During the training phase, each node received the input signals from input data or nodes of previous lines and biases, aggregated them by using the weights, and passed the result after suitable transformation as the output signal through a transfer function. Then the weights were adjusted by back-propagating the error calculated from the difference between the predicted and the experimental outputs (Esfahani et al. 2014b).

To find the optimal number of nodes in the hidden layer and the best possible weights and biases, the numbers of nodes were varied from 2 to 20. The optimum number of hidden nodes was determined by using mean square error (MSE) of the training and validation sets. According to the obtained results (Figure 5(b)), MSE decreased as the number of neurons was increased up to 12 and then increased. Therefore, input, hidden and output layers, respectively, with 4, 12 and 1 neurons were selected as the optimum ANN topography. The set of connection weights and biases that cause the optimum ANN topography are listed in Table 5.

Validity of the formulated ANN model was tested by comparing the model-predicted values of MB adsorption onto the Fe₃O₄/AC nanoparticles with those experimentally obtained (Figure 5(c)). Accordingly, the high correlation coefficient (R² = 0.986) proves the reliability of ANN to predict the adsorptive removal of MB.

The relative importance of each variable on the adsorption efficiency of NP has been reported in Table 6. All of the investigated variables strongly influence the NP adsorption onto the Fe₃O₄/AC composite and cannot be neglected, but the pH of aqueous solution plays the most pivotal role on the adsorption process.
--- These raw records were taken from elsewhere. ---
//! Resume Dialog Component
//!
//! Modal with an embedded preview of the resume document. The preview
//! degrades to a friendly message with open/download links if the viewer
//! errors or stays silent past the fallback timeout.
//!
//! The dialog is mounted when opened and unmounted when closed, so every
//! open starts a fresh loading sequence.

use dioxus::prelude::*;
use portfolio_core::{PreviewState, RecoveryAction, ResumeAsset, ResumePreview};
use portfolio_ui::{Button, ButtonSize, ButtonVariant, CloseButton, LinkButton};

use crate::context::use_settings;
use crate::resume_file::{self, ResumeDocument};

/// Resume Dialog
///
/// # Example
///
/// ```rust,ignore
/// rsx! {
///     if show_resume() {
///         ResumeDialog {
///             document: use_settings().resume,
///             on_close: move |_| show_resume.set(false),
///         }
///     }
/// }
/// ```
#[component]
pub fn ResumeDialog(
    /// The document to preview
    document: ResumeDocument,
    /// Callback when the dialog is dismissed
    on_close: EventHandler<()>,
) -> Element {
    let settings = use_settings();
    let mut preview = use_signal(|| ResumePreview::opened(settings.preview_timeout));

    // Fallback timer for the open the dialog mounted with
    let timer = use_hook(move || {
        let token = preview.peek().pending_timer();
        spawn(async move {
            let Some(token) = token else {
                return;
            };
            tokio::time::sleep(token.timeout()).await;
            preview.write().on_timeout(token);
        })
    });

    let mut close = move || {
        timer.cancel();
        preview.write().close();
        on_close.call(());
    };

    let state = preview.read().state();
    let asset = document.asset.clone();
    let preview_url = asset.preview_url();
    let open_url = asset.open_url().to_string();

    rsx! {
        div {
            class: "dialog-overlay",
            onclick: move |_| close(),

            div {
                class: "dialog resume-dialog",
                role: "dialog",
                "aria-modal": "true",
                "aria-label": "Resume",
                tabindex: "-1",
                onmounted: move |evt: MountedEvent| async move {
                    if let Err(e) = evt.set_focus(true).await {
                        tracing::debug!("Could not focus resume dialog: {:?}", e);
                    }
                },
                onkeydown: move |evt: KeyboardEvent| {
                    if evt.key() == Key::Escape {
                        close();
                    }
                },
                onclick: move |evt| evt.stop_propagation(),

                header { class: "dialog-header",
                    h2 { class: "dialog-title", "Resume" }
                    div { class: "dialog-actions",
                        DownloadAction {
                            document: document.clone(),
                            variant: ButtonVariant::Outline,
                            size: ButtonSize::Sm,
                            label: "Download".to_string(),
                        }
                        LinkButton {
                            href: open_url,
                            variant: ButtonVariant::Outline,
                            size: ButtonSize::Sm,
                            external: true,
                            "\u{2197} Open"
                        }
                        CloseButton { onclick: move |_| close() }
                    }
                }

                div { class: "dialog-body resume-scroll",
                    {if state.is_errored() {
                        rsx! {
                            PreviewFallback { document: document.clone() }
                        }
                    } else {
                        rsx! {
                            div { class: "resume-frame",
                                if state == PreviewState::Loading {
                                    div { class: "resume-loading", role: "status",
                                        span { class: "spinner", "aria-hidden": "true" }
                                        span { "Loading preview\u{2026}" }
                                    }
                                }
                                object {
                                    class: if state == PreviewState::Loaded { "resume-object loaded" } else { "resume-object" },
                                    data: "{preview_url}",
                                    r#type: "application/pdf",
                                    onload: move |_| {
                                        preview.write().on_rendered();
                                    },
                                    onerror: move |_| {
                                        preview.write().on_viewer_error();
                                    },
                                }
                            }
                        }
                    }}
                }
            }
        }
    }
}

/// Shown in place of the preview when it cannot be displayed
#[component]
fn PreviewFallback(document: ResumeDocument) -> Element {
    let actions = document.asset.recovery_actions();

    rsx! {
        div { class: "resume-fallback",
            p { class: "resume-fallback-title", {ResumeAsset::UNAVAILABLE_MESSAGE} }
            p { class: "resume-fallback-hint",
                "You can still open the resume in a new tab or download a copy."
            }
            div { class: "resume-fallback-actions",
                for action in actions.iter() {
                    {
                        let label = action.label();
                        match action {
                            RecoveryAction::OpenInNewTab { url } => rsx! {
                                LinkButton {
                                    key: "{label}",
                                    href: url.clone(),
                                    variant: ButtonVariant::Outline,
                                    size: ButtonSize::Lg,
                                    external: true,
                                    "\u{2197} {label}"
                                }
                            },
                            RecoveryAction::Download { .. } => rsx! {
                                DownloadAction {
                                    key: "{label}",
                                    document: document.clone(),
                                    variant: ButtonVariant::Default,
                                    size: ButtonSize::Lg,
                                    label: label.to_string(),
                                }
                            },
                        }
                    }
                }
            }
        }
    }
}

/// Save-dialog button for the bundled copy, a download link otherwise
#[component]
fn DownloadAction(
    document: ResumeDocument,
    variant: ButtonVariant,
    size: ButtonSize,
    label: String,
) -> Element {
    let mut saving = use_signal(|| false);
    let file_name = document.asset.file_name().to_string();

    if !document.bundled {
        return rsx! {
            LinkButton {
                href: document.asset.url().to_string(),
                variant: variant,
                size: size,
                download: file_name,
                "\u{2913} {label}"
            }
        };
    }

    rsx! {
        Button {
            variant: variant,
            size: size,
            disabled: saving(),
            onclick: move |_| {
                let file_name = file_name.clone();
                saving.set(true);
                spawn(async move {
                    if let Err(e) = resume_file::save_copy(file_name).await {
                        tracing::warn!("Saving resume failed: {:?}", e);
                    }
                    saving.set(false);
                });
            },
            "\u{2913} {label}"
        }
    }
}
In order to investigate the removal potential of NP using the Fe₃O₄/AC nanoparticles in real environments, the adsorption performance was evaluated in three samples, river water, tap water and wastewater effluent, under the optimized conditions. The percentage of NP adsorption by the Fe₃O₄/AC in the above samples containing 1 mg/L concentrations of NP are shown in Figure 6(b). Under these conditions, the adsorption efficiencies of 70.7, 73.5 and 67.3% were observed for the river water, the tap water and the wastewater effluent, respectively. According to Figure 6(b), there was no significant difference in the removal percentages of NP using Fe₃O₄/AC nanoparticles for the investigated samples. This means that other substances which are present in the river water or wastewater effluent do not have a noticeable influence on the adsorption percentage of NP onto the Fe₃O₄/AC nanoparticles. These results illustrate that Fe₃O₄/AC nanoparticles have a good potential for the removal of NP in real samples. Therefore, the removal of NP from full scale using Fe₃O₄/AC nanoparticles as a suitable adsorbent can be a cost–effective and useful technique.

Batch experiments were carried out to evaluate the performance of Fe₃O₄/AC grafted iron oxide nanoparticles on adsorptive removal of NP from solutions. Findings revealed fast NP removal at pH of 3 and 30 min contact time. A sharp increase in NP adsorption efficiency was observed by enhancing adsorbent dosage, whereas decreasing initial NP concentrations increased NP adsorption efficiency. In addition, the adsorption process of NP removal followed the Liu isotherm model and Avrami fractional order kinetic model. The negative values of thermodynamic parameters (i.e., ΔG^o and ΔH^o) showed that the contact of Fe₃O₄/AC nanoparticles with NP is spontaneous and exothermic. Furthermore, according to the results of ANN studies, pH of solution was the most effective input variable affecting NP adsorption efficiency, and initial NP concentration, contact time and adsorbent dosage were placed at the next steps, respectively. All in all, it can be found from this research that the as-synthesized composite is an efficient adsorbent that not only can remediate aqueous media from NP but also could be separated easily by means of a magnetic field.

The authors of this research gratefully acknowledge Ahvaz Jundishapur University of Medical Sciences for its academic and financial supports.